What you are asked to do
Go through the records below and restate each one word for word.

Collected data:

******

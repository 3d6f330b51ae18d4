use thiserror::Error;

/// Ошибки хранилища контента
#[derive(Debug, Error)]
pub enum ContentError {
    #[error("Slug `{0}` is already taken")]
    DuplicateSlug(String),

    #[error("Content record {0} not found")]
    NotFound(String),

    #[error("Validation failed: {0}")]
    Validation(String),

    #[error(transparent)]
    Storage(#[from] anyhow::Error),
}

impl From<sea_orm::DbErr> for ContentError {
    fn from(err: sea_orm::DbErr) -> Self {
        ContentError::Storage(err.into())
    }
}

******

Result of this exercise
repository 3d6f330b51ae18d4
use thiserror::Error;

/// Ошибки хранилища контента
#[derive(Debug, Error)]
pub enum ContentError {
    #[error("Slug `{0}` is already taken")]
    DuplicateSlug(String),

    #[error("Content record {0} not found")]
    NotFound(String),

    #[error("Validation failed: {0}")]
    Validation(String),

    #[error(transparent)]
    Storage(#[from] anyhow::Error),
}

impl From<sea_orm::DbErr> for ContentError {
    fn from(err: sea_orm::DbErr) -> Self {
        ContentError::Storage(err.into())
    }
}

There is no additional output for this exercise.